**Problem description**
Copy every line of the records that includes the word "info".

[[ Task material, beginning ]]

//! Scenarios against a live CRI runtime. They build or locate `crio`, need
//! root and take minutes, so they only run on request:
//!
//! ```text
//! sudo -E cargo test --test e2e -- --ignored --test-threads=1
//! ```
//!
//! `RUNTIME_BINARY` skips the build; `CRI_E2E_WORKDIR` keeps the checkout
//! between runs; `CRI_E2E_LCOW=1` selects Linux defaults on Windows hosts.
#![cfg(unix)]

use std::io::Read;
use std::path::{Path, PathBuf};
use std::process::{Command, Stdio};
use std::thread;
use std::time::Duration;

use critools::e2e::platform::{self, PlatformDefaults};
use critools::e2e::{
    Collector, HarnessError, ReadinessProbe, RuntimeBuild, RuntimeUnderTest, SuiteClock,
};
use critools::utils::process::ProcessUtils;
use serde_json::json;

fn client_binary() -> PathBuf {
    PathBuf::from(env!("CARGO_BIN_EXE_crictl"))
}

fn defaults() -> &'static PlatformDefaults {
    let lcow = std::env::var("CRI_E2E_LCOW").is_ok_and(|v| v == "1");
    match platform::bind(lcow) {
        Ok(bound) => bound,
        Err(HarnessError::PlatformRebound) => platform::current().unwrap(),
        Err(err) => panic!("{err}"),
    }
}

fn runtime_binary() -> PathBuf {
    let work_dir = std::env::var_os("CRI_E2E_WORKDIR")
        .map(PathBuf::from)
        .unwrap_or_else(|| std::env::temp_dir().join("crictl-e2e-build"));
    RuntimeBuild::new(work_dir).resolve().unwrap()
}

/// A runtime that already answered `info`.
fn ready_runtime(collector: Option<&str>) -> RuntimeUnderTest {
    let clock = SuiteClock::start();
    let mut runtime =
        RuntimeUnderTest::start(&runtime_binary(), &client_binary(), collector, clock).unwrap();
    runtime.wait_ready(&ReadinessProbe::default()).unwrap();
    runtime
}

#[test]
#[ignore = "needs root and a CRI runtime build"]
fn runtime_becomes_ready() {
    let mut runtime = ready_runtime(None);
    assert!(runtime.endpoint().ends_with("/crio.sock"));
    runtime
        .client()
        .expect_success(&["--timeout=200ms", "info"], "RuntimeReady")
        .unwrap();
    runtime.teardown().unwrap();
    runtime.teardown().unwrap();
}

#[test]
#[ignore = "needs root and a CRI runtime build"]
fn events_stream_runs_until_interrupted() {
    let mut runtime = ready_runtime(None);

    let mut child = Command::new(client_binary())
        .arg(format!("--runtime-endpoint={}", runtime.endpoint()))
        .arg("events")
        .stdin(Stdio::null())
        .stdout(Stdio::null())
        .stderr(Stdio::piped())
        .spawn()
        .unwrap();
    thread::sleep(Duration::from_secs(3));
    assert!(child.try_wait().unwrap().is_none(), "events exited early");

    let stopped = ProcessUtils::interrupt_and_wait(&mut child, Duration::from_secs(5)).unwrap();
    let mut stderr = String::new();
    child.stderr.take().unwrap().read_to_string(&mut stderr).unwrap();

    assert!(!stopped.killed);
    assert_eq!(stopped.status.code(), Some(130), "stderr: {stderr}");
    assert!(!stderr.contains("unknown method GetContainerEvents"));
    runtime.teardown().unwrap();
}

#[test]
#[ignore = "needs root and a CRI runtime build"]
fn client_spans_reach_the_collector() {
    let tokio = tokio::runtime::Runtime::new().unwrap();
    let collector = tokio.block_on(Collector::start()).unwrap();
    let mut runtime = ready_runtime(Some(&collector.endpoint()));

    runtime
        .client()
        .clone()
        .with_tracing(&collector.endpoint())
        .expect_success(&["ps"], "CONTAINER")
        .unwrap();

    let spans = tokio
        .block_on(collector.wait_for_spans(Duration::from_secs(5), |spans| {
            spans
                .iter()
                .any(|s| s.service_name.as_deref() == Some("cri-tools"))
        }))
        .unwrap();
    assert!(spans.iter().any(|s| s.name == "ps"));
    runtime.teardown().unwrap();
}

fn write_json(dir: &Path, name: &str, value: serde_json::Value) -> String {
    let path = dir.join(name);
    std::fs::write(&path, serde_json::to_vec_pretty(&value).unwrap()).unwrap();
    path.to_string_lossy().into_owned()
}

#[test]
#[ignore = "needs root, network access and a CRI runtime build"]
fn exec_in_a_running_container() {
    let defaults = defaults();
    let mut runtime = ready_runtime(None);
    let configs = tempfile::tempdir().unwrap();

    let pod = write_json(
        configs.path(),
        "pod.json",
        json!({
            "metadata": { "name": "e2e-pod", "namespace": "default", "uid": "e2e-pod-uid" },
            "logDirectory": configs.path().join("logs").to_string_lossy(),
        }),
    );
    let container = write_json(
        configs.path(),
        "container.json",
        json!({
            "metadata": { "name": "web" },
            "image": { "image": defaults.web_server_image },
            "logPath": "web.log",
        }),
    );

    let client = runtime.client();
    let id = client
        .expect_success(&["run", &container, &pod], "^[0-9a-f]{64}\n$")
        .unwrap()
        .stdout
        .trim()
        .to_string();

    let mut exec = vec!["exec", "--sync", id.as_str()];
    exec.extend_from_slice(defaults.echo_hello);
    client.expect_success(&exec, defaults.echo_hello_output).unwrap();

    let mut probe = vec!["exec", "--sync", id.as_str()];
    probe.extend_from_slice(defaults.dns_probe);
    client.expect_success(&probe, defaults.dns_expectation).unwrap();

    client
        .expect_failure(&["inspect", "not-a-container"], "", "not-a-container")
        .unwrap();
    client.expect_success(&["ps", "-q"], &id).unwrap();
    client.expect_success(&["rm", "-f", &id], &id).unwrap();
    runtime.teardown().unwrap();
}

[[ Task material, end ]]

**Response area**
/// A runtime that already answered `info`.
        .expect_success(&["--timeout=200ms", "info"], "RuntimeReady")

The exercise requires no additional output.